Your task is to write out exactly the lines of the listing below, from the first down to the line that holds "and base URL".

→ TASK INPUTS:

● ● ● ●

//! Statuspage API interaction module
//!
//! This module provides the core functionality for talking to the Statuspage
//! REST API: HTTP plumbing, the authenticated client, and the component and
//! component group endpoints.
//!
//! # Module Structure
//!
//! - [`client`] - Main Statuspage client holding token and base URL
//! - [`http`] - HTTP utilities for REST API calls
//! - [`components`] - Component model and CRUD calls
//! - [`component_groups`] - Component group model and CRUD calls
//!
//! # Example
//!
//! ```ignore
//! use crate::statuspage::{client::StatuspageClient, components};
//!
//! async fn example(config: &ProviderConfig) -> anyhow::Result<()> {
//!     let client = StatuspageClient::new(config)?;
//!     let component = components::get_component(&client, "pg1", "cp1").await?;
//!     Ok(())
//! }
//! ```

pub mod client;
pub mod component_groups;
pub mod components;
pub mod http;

● ● ● ●

→ RESPONSE:
//! Statuspage API interaction module
//!
//! This module provides the core functionality for talking to the Statuspage
//! REST API: HTTP plumbing, the authenticated client, and the component and
//! component group endpoints.
//!
//! # Module Structure
//!
//! - [`client`] - Main Statuspage client holding token and base URL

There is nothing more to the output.